Tina Bagneski

Only the Strong Survive

    Imagine waking up from your worst nightmare only to discover that it was real. At age 20, Tina Bagneski emerged from a four-week coma with no memory of the grisly attack that nearly took her life. Fifteen and a half years later, she still struggles to piece the puzzle together. Based on police reports, crime scene photos and her mother's account of the hours and days that followed the violent assault, she shares a terrifying story with a triumphant message.
    It was April 23, 1993. Tina was living in an apartment with her mom in Atlanta, Georgia. In addition to attending college full time, she was working three jobs: as an aerobics instructor, cocktail waitress and grocery store cashier. Sometime between her arrival home from work and the 11 p.m. estimated time of her injuries, she was brutally attacked in her home.      Evidence indicated that the intention may have been rape, but Tina put up the fight of her life. Foiling her attacker's attempt at sexual assault, she was stabbed 17 times with her mother's sewing scissors and left for dead.
    Tina's mom, a psych nurse, who worked the nightshift at a downtown hospital, arrived home at 7:30 a.m., opening the door on a gory mess. From the living room, she heard a strange noise, like the hollow sound of air blowing through a straw. And then she discovered her daughter, lying face down on the kitchen floor in a pool of blood, taking in her last labored breath through the gaping wounds in her back.
    Calling for help, she performed CPR until the ambulance arrived, but because of the massive blood loss and the time that had elapsed, Tina had a stroke. ER photos revealed the rage inflicted on her body-not gashes, but huge holes (two in her stomach and 15 in her back)-along with head-to-toe bruises where she was kicked repeatedly and hit in the face with an iron. With one lung sliced in half and the other deeply punctured, miraculously, she had no other internal organ damage-a phenomenon doctors attributed to Tina's muscularity and physical fitness.

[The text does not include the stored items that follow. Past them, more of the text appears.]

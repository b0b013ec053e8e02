//! Interactive terminal runner.
//!
//! Sets up the terminal, drives the [`App`] from the frame loop and the
//! input listener, and restores the terminal on the way out, including on
//! error paths.

use std::io::{self, stdout, Stdout};

use crossterm::{
    event::{DisableMouseCapture, EnableMouseCapture},
    execute,
    terminal::{disable_raw_mode, enable_raw_mode, EnterAlternateScreen, LeaveAlternateScreen},
};
use ratatui::{backend::CrosstermBackend, Terminal};
use tracing::{info, warn};

use super::app::App;
use super::input::InputListener;
use crate::config::Settings;
use crate::error::Result;
use crate::frame_loop::FrameLoop;

/// Terminal type used by the runner.
pub type Tui = Terminal<CrosstermBackend<Stdout>>;

/// Initialize terminal for TUI mode.
///
/// Raw mode is switched back off if any later step fails.
pub fn init_terminal() -> io::Result<Tui> {
    enable_raw_mode()?;
    let setup = (|| {
        let mut stdout = stdout();
        execute!(stdout, EnterAlternateScreen, EnableMouseCapture)?;
        Terminal::new(CrosstermBackend::new(stdout))
    })();
    undo_on_error(setup, disable_raw_mode)
}

/// Run `undo` when `result` is an error, keeping the original error.
fn undo_on_error<T>(
    result: io::Result<T>,
    undo: impl FnOnce() -> io::Result<()>,
) -> io::Result<T> {
    if let Err(err) = &result {
        if let Err(undo_err) = undo() {
            warn!(%err, %undo_err, "failed to roll back terminal setup");
        }
    }
    result
}

/// Restore terminal from TUI mode.
pub fn restore_terminal(terminal: &mut Tui) -> io::Result<()> {
    disable_raw_mode()?;
    execute!(
        terminal.backend_mut(),
        DisableMouseCapture,
        LeaveAlternateScreen
    )?;
    terminal.show_cursor()
}

/// Run the interactive widget until the user quits.
///
/// # Errors
///
/// Returns an error if the terminal cannot be set up, drawn to, or restored.
pub async fn run(settings: &Settings) -> Result<()> {
    let mut terminal = init_terminal()?;
    let outcome = event_loop(&mut terminal, settings).await;
    let restored = restore_terminal(&mut terminal);

    if let Err(err) = &restored {
        warn!(%err, "failed to restore terminal");
    }
    outcome?;
    restored?;
    Ok(())
}

async fn event_loop(terminal: &mut Tui, settings: &Settings) -> Result<()> {
    let mut app = App::new(settings);
    let (mut frames, mut ticks) = FrameLoop::new(settings.display.fps);
    let (input, mut events) = InputListener::new();
    let mut listener = input.start();

    frames.start();
    info!(fps = settings.display.fps, "widget mounted");

    let mut outcome = terminal.draw(|frame| app.render(frame)).map(|_| ());
    while outcome.is_ok() {
        tokio::select! {
            tick = ticks.recv() => match tick {
                Some(tick) => {
                    app.on_frame(tick.elapsed);
                }
                None => break,
            },
            event = events.recv() => match event {
                Some(event) => app.handle_event(event),
                None => break,
            },
        }

        if !app.is_running() {
            break;
        }
        outcome = terminal.draw(|frame| app.render(frame)).map(|_| ());
    }

    // Unmount: timers first, then the loops feeding the widget.
    app.teardown();
    frames.stop();
    listener.stop();
    info!("widget unmounted");

    outcome.map_err(Into::into)
}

    Nevertheless, she was not expected to make it through the night. She did. Next, doctors predicted that she would never awaken from her coma. She did-paralyzed and unable to speak. She did not know who she was, where she was or why she was there. She spent the next eight months in the hospital and was told she would never walk again. But she did.

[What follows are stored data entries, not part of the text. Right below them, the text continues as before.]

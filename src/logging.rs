//! Logging setup.
//!
//! This module provides a configurable tracing subscriber that:
//! - Writes to stderr by default, or to a file when the terminal is busy
//!   drawing the interactive widget, or nowhere at all
//! - Supports configurable log levels via `RUST_LOG` or programmatic configuration
//! - Includes timestamps in all log entries unless told otherwise

use std::fs::File;
use std::path::PathBuf;
use std::sync::Mutex;

use tracing_subscriber::{fmt, EnvFilter};

use crate::error::Result;

/// Log level configuration.
#[derive(Debug, Clone, Copy, Default, PartialEq, Eq)]
pub enum LogLevel {
    /// Trace level - most verbose
    Trace,
    /// Debug level
    Debug,
    /// Info level (default)
    #[default]
    Info,
    /// Warning level
    Warn,
    /// Error level - least verbose
    Error,
    /// Disable logging entirely
    Off,
}

impl LogLevel {
    fn directive(self) -> &'static str {
        match self {
            LogLevel::Trace => "trace",
            LogLevel::Debug => "debug",
            LogLevel::Info => "info",
            LogLevel::Warn => "warn",
            LogLevel::Error => "error",
            LogLevel::Off => "off",
        }
    }
}

impl From<u8> for LogLevel {
    /// Convert verbosity count to log level.
    /// 0 = Info, 1 = Debug, 2+ = Trace
    fn from(verbosity: u8) -> Self {
        match verbosity {
            0 => LogLevel::Info,
            1 => LogLevel::Debug,
            _ => LogLevel::Trace,
        }
    }
}

/// Where log lines go.
#[derive(Debug, Clone, Default, PartialEq, Eq)]
pub enum LogTarget {
    /// Standard error
    #[default]
    Stderr,
    /// Append to a file
    File(PathBuf),
    /// Install no subscriber at all; `RUST_LOG` cannot turn output back on
    Discard,
}

/// Configuration for the logging subscriber.
#[derive(Debug, Clone)]
pub struct LoggingConfig {
    /// The log level to use
    pub level: LogLevel,
    /// Where to write
    pub target: LogTarget,
    /// Whether to include timestamps
    pub with_timestamps: bool,
    /// Whether to include the target (module path)
    pub with_target: bool,
}

impl Default for LoggingConfig {
    fn default() -> Self {
        Self {
            level: LogLevel::Info,
            target: LogTarget::Stderr,
            with_timestamps: true,
            with_target: true,
        }
    }
}

impl LoggingConfig {
    /// Create a new logging configuration with default settings.
    pub fn new() -> Self {
        Self::default()
    }

    /// Set the log level.
    pub fn with_level(mut self, level: LogLevel) -> Self {
        self.level = level;
        self
    }

    /// Set the output target.
    pub fn with_log_target(mut self, target: LogTarget) -> Self {
        self.target = target;
        self
    }

    /// Set whether to include timestamps.
    pub fn with_timestamps(mut self, enabled: bool) -> Self {
        self.with_timestamps = enabled;
        self
    }

    /// Set whether to include the target (module path).
    pub fn with_target(mut self, enabled: bool) -> Self {
        self.with_target = enabled;
        self
    }

    /// Create a configuration from verbosity level (0 = info, 1 = debug, 2+ = trace).
    pub fn from_verbosity(verbosity: u8) -> Self {
        Self::default().with_level(LogLevel::from(verbosity))
    }

    fn env_filter(&self) -> EnvFilter {
        if std::env::var("RUST_LOG").is_ok() {
            EnvFilter::from_default_env()
        } else {
            EnvFilter::new(self.level.directive())
        }
    }
}

/// Initialize logging with the given configuration.
///
/// Call once at startup. A second call is ignored, which keeps tests that
/// spin up the CLI path from panicking.
///
/// # Errors
///
/// Returns an error if the log file cannot be opened.
pub fn init_logging(config: LoggingConfig) -> Result<()> {
    if config.target == LogTarget::Discard {
        return Ok(());
    }

    let builder = fmt::Subscriber::builder()
        .with_env_filter(config.env_filter())
        .with_target(config.with_target);

    // Each writer produces a different builder type, so each branch finishes
    // its own subscriber.
    match (&config.target, config.with_timestamps) {
        (LogTarget::Stderr, true) => {
            let _ = builder.with_writer(std::io::stderr).try_init();
        }
        (LogTarget::Stderr, false) => {
            let _ = builder.with_writer(std::io::stderr).without_time().try_init();
        }
        (LogTarget::Discard, _) => {}
        (LogTarget::File(path), with_time) => {
            let file = File::options().create(true).append(true).open(path)?;
            let builder = builder.with_writer(Mutex::new(file)).with_ansi(false);
            if with_time {
                let _ = builder.try_init();
            } else {
                let _ = builder.without_time().try_init();
            }
        }
    }
    Ok(())
}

   "It was anger that got me up out of that wheelchair," said Tina. She looked in the mirror and saw her 220-pound image, a weight gain resulting from depression and immobility. That's when a voice clearly spoke to her, "Get up and do something!" Heeding the call to action, after years of hard work, Tina is back to her normal size and has devoted her life to physical fitness. She works part time at the Player's Club Fitness Center, mostly handling front desk and billing tasks but also setting an important example for others. "Working out is not just good for you. It can save your life. I'm living proof of that," she said.
    In addition to her job at Player's Club, Tina uses her experience to educate others, speaking at juvenile detention centers and putting a face on violent crime. "No one has the right to choose another person's destiny," she said. "Next time they are in a situation where they have to choose, maybe I'll pop into their minds." She also speaks to high school students and women's groups about safety and crime prevention, passing along information she has gathered through research into criminal behavior.

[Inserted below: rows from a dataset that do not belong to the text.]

//! Ratatui widgets for the tilting vessel.
//!
//! Provides:
//! - The vessel itself, with liquid, a slanted surface and a percentage label
//! - The voice-over checkbox
//! - The voice-over message line

use ratatui::{
    buffer::Buffer,
    layout::Rect,
    style::{Color, Modifier, Style},
    text::{Line, Span},
    widgets::{Block, Borders, Paragraph, Widget},
};

use crate::vessel::VesselSnapshot;

// ============================================================================
// Color Constants
// ============================================================================

mod colors {
    use ratatui::style::Color;

    pub const CYAN: Color = Color::Rgb(34, 211, 238);
    pub const YELLOW: Color = Color::Rgb(234, 179, 8);
    pub const BLUE: Color = Color::Rgb(59, 130, 246);
    pub const GRAY: Color = Color::Rgb(107, 114, 128);
    pub const MUTED: Color = Color::Rgb(75, 85, 99);
    pub const WHITE: Color = Color::Rgb(255, 255, 255);
}

/// Cell drawn for liquid.
pub const LIQUID: &str = "▓";
/// Cell drawn for empty space inside the vessel.
pub const EMPTY: &str = "░";

/// Columns the liquid edge shifts per row for a 45° tilt.
const SLANT_PER_ROW: f64 = 2.0;
/// Steepest tilt used for the surface slant, to keep tan() bounded.
const MAX_SLANT_DEG: f64 = 75.0;

// ============================================================================
// Vessel Widget
// ============================================================================

/// The progress bar drawn as a vessel of liquid.
#[derive(Debug, Clone)]
pub struct VesselWidget {
    /// Displayed fill (0-100)
    percent: u8,
    /// Tilt in degrees
    tilt: f64,
    /// Whether to use colors
    colors: bool,
}

impl VesselWidget {
    /// Create a vessel widget.
    pub fn new(percent: u8, tilt: f64) -> Self {
        Self {
            percent: percent.min(100),
            tilt,
            colors: true,
        }
    }

    /// Build from a vessel snapshot.
    pub fn from_snapshot(snapshot: &VesselSnapshot) -> Self {
        Self::new(snapshot.percent, snapshot.tilt)
    }

    /// Enable/disable colors.
    pub fn colors(mut self, enabled: bool) -> Self {
        self.colors = enabled;
        self
    }

    /// Label shown across the middle of the vessel.
    pub fn label(&self) -> String {
        format!("{}% Loading", self.percent)
    }

    /// Border title showing the tilt.
    pub fn title(&self) -> String {
        format!(" tilt {:+.0}° ", self.tilt)
    }

    /// Number of liquid cells in `row` of an inner area `width` x `height`.
    ///
    /// The liquid edge sits at the fill percentage on the middle row and
    /// leans with the tilt on the rows above and below it.
    pub fn liquid_columns(&self, row: u16, width: u16, height: u16) -> u16 {
        if self.percent == 0 || width == 0 {
            return 0;
        }
        if self.percent >= 100 {
            return width;
        }

        let base = f64::from(self.percent) / 100.0 * f64::from(width);
        let slope = self
            .tilt
            .clamp(-MAX_SLANT_DEG, MAX_SLANT_DEG)
            .to_radians()
            .tan()
            * SLANT_PER_ROW;
        let middle = f64::from(height.saturating_sub(1)) / 2.0;
        let offset = (f64::from(row) - middle) * slope;

        (base + offset).round().clamp(0.0, f64::from(width)) as u16
    }

    /// Render the inside of the vessel as text rows (without borders).
    pub fn render_lines(&self, width: u16, height: u16) -> Vec<String> {
        let label = self.label();
        let label_row = height / 2;
        let label_start = usize::from(width).saturating_sub(label.chars().count()) / 2;

        (0..height)
            .map(|row| {
                let filled = usize::from(self.liquid_columns(row, width, height));
                let mut line: Vec<char> = LIQUID
                    .repeat(filled)
                    .chars()
                    .chain(EMPTY.repeat(usize::from(width) - filled).chars())
                    .collect();
                if row == label_row && label.chars().count() <= line.len() {
                    for (i, ch) in label.chars().enumerate() {
                        line[label_start + i] = ch;
                    }
                }
                line.into_iter().collect()
            })
            .collect()
    }

    /// Render with borders as a formatted string.
    pub fn render_string(&self, width: usize, height: usize) -> String {
        let inner_width = width.saturating_sub(2);
        let inner_height = height.saturating_sub(2);
        let title = self.title();
        let top_fill = inner_width.saturating_sub(title.chars().count());

        let mut output = format!("┌{}{}┐\n", title, "─".repeat(top_fill));
        for line in self.render_lines(inner_width as u16, inner_height as u16) {
            output.push_str(&format!("│{}│\n", line));
        }
        output.push_str(&format!("└{}┘", "─".repeat(inner_width)));
        output
    }

    fn style(&self, color: Color) -> Style {
        if self.colors {
            Style::default().fg(color)
        } else {
            Style::default()
        }
    }
}

impl Widget for VesselWidget {
    fn render(self, area: Rect, buf: &mut Buffer) {
        if area.width < 4 || area.height < 3 {
            return;
        }

        let block = Block::default()
            .borders(Borders::ALL)
            .border_style(self.style(colors::GRAY))
            .title(Span::styled(self.title(), self.style(colors::CYAN)));
        let inner = block.inner(area);
        block.render(area, buf);

        for row in 0..inner.height {
            let filled = self.liquid_columns(row, inner.width, inner.height);
            for col in 0..inner.width {
                let (symbol, color) = if col < filled {
                    (LIQUID, colors::BLUE)
                } else {
                    (EMPTY, colors::MUTED)
                };
                if let Some(cell) = buf.cell_mut((inner.x + col, inner.y + row)) {
                    cell.set_symbol(symbol).set_style(self.style(color));
                }
            }
        }

        let label = self.label();
        let label_width = label.chars().count() as u16;
        if label_width <= inner.width {
            let x = inner.x + (inner.width - label_width) / 2;
            let y = inner.y + inner.height / 2;
            let style = self.style(colors::WHITE).add_modifier(Modifier::BOLD);
            buf.set_string(x, y, &label, style);
        }
    }
}

// ============================================================================
// Toggle Widget
// ============================================================================

/// Checkbox controlling voice-over mode.
#[derive(Debug, Clone)]
pub struct ToggleWidget {
    checked: bool,
}

impl ToggleWidget {
    pub fn new(checked: bool) -> Self {
        Self { checked }
    }

    /// Render as a formatted string.
    pub fn render_string(&self) -> String {
        let mark = if self.checked { "x" } else { " " };
        format!("[{}] with Voice-over behavior", mark)
    }
}

impl Widget for ToggleWidget {
    fn render(self, area: Rect, buf: &mut Buffer) {
        let style = if self.checked {
            Style::default().fg(colors::CYAN)
        } else {
            Style::default().fg(colors::GRAY)
        };
        Paragraph::new(Line::from(Span::styled(self.render_string(), style))).render(area, buf);
    }
}

// ============================================================================
// Message Widget
// ============================================================================

/// The voice-over message line. Renders nothing when the message is empty.
#[derive(Debug, Clone)]
pub struct MessageWidget<'a> {
    message: &'a str,
}

impl<'a> MessageWidget<'a> {
    pub fn new(message: &'a str) -> Self {
        Self { message }
    }

    pub fn is_visible(&self) -> bool {
        !self.message.is_empty()
    }
}

impl Widget for MessageWidget<'_> {
    fn render(self, area: Rect, buf: &mut Buffer) {
        if !self.is_visible() {
            return;
        }
        let line = Line::from(vec![
            Span::styled("» ", Style::default().fg(colors::GRAY)),
            Span::styled(
                self.message,
                Style::default()
                    .fg(colors::YELLOW)
                    .add_modifier(Modifier::ITALIC),
            ),
        ]);
        Paragraph::new(line).render(area, buf);
    }
}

    Reflecting on her long journey to recovery and her ongoing daily struggles, she said, "I used to always strive for what I didn't have. Now I can recognize what I do have. But I'm always going to want more. That's the drive in me. I need to find out what more I can become."
    Because her attacker was never found, emotional closure may never be possible for Tina. But she refuses to allow him power over her life. "I'll be damned if this guy is going to win," she said. "I don't ask why anymore. I lived, and that's exactly what I am going to do."

Up Close

Hometown: Madison, Wisconsin Lowcountry resident: since 2002 Definition of living: experiencing! When not working at the gym, find her: doing water aerobics, walking and going to the movies. In loving memory of her mom, Linda Bagneski, who lost her battle with cancer October 13, 2000: "She gave me life, not once, but twice. I couldn't have made it without her."